#### [TASK GOAL]
Transcribe the records underneath word for word, and leave no line out.
*****
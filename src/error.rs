use parse_display::Display;

/// A pushed snapshot could not be decoded into the adapter's value type.
#[derive(Clone, Debug, Display, PartialEq, Eq)]
#[display("failed to decode record `{id}`: {message}")]
pub struct DecodeError {
    id: String,
    message: String,
}
impl DecodeError {
    pub fn new(id: impl Into<String>, message: impl std::fmt::Display) -> Self {
        Self {
            id: id.into(),
            message: message.to_string(),
        }
    }

    /// Identifier of the record that failed to decode.
    pub fn id(&self) -> &str {
        &self.id
    }
    pub fn message(&self) -> &str {
        &self.message
    }
}

impl std::error::Error for DecodeError {}

/// Returned by [`PushAdapter::start`](crate::PushAdapter::start) when the adapter cannot
/// be started.
#[non_exhaustive]
#[derive(Clone, Copy, Debug, Display, PartialEq, Eq)]
pub enum StartError {
    #[display("adapter is already started")]
    AlreadyStarted,
    #[display("adapter is closed")]
    Closed,
}

impl std::error::Error for StartError {}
*****
#### [OUTPUT OF THE TASK]
filename src/error.rs
use parse_display::Display;

/// A pushed snapshot could not be decoded into the adapter's value type.
#[derive(Clone, Debug, Display, PartialEq, Eq)]
#[display("failed to decode record `{id}`: {message}")]
pub struct DecodeError {
    id: String,
    message: String,
}
impl DecodeError {
    pub fn new(id: impl Into<String>, message: impl std::fmt::Display) -> Self {
        Self {
            id: id.into(),
            message: message.to_string(),
        }
    }

    /// Identifier of the record that failed to decode.
    pub fn id(&self) -> &str {
        &self.id
    }
    pub fn message(&self) -> &str {
        &self.message
    }
}

impl std::error::Error for DecodeError {}

/// Returned by [`PushAdapter::start`](crate::PushAdapter::start) when the adapter cannot
/// be started.
#[non_exhaustive]
#[derive(Clone, Copy, Debug, Display, PartialEq, Eq)]
pub enum StartError {
    #[display("adapter is already started")]
    AlreadyStarted,
    #[display("adapter is closed")]
    Closed,
}

impl std::error::Error for StartError {}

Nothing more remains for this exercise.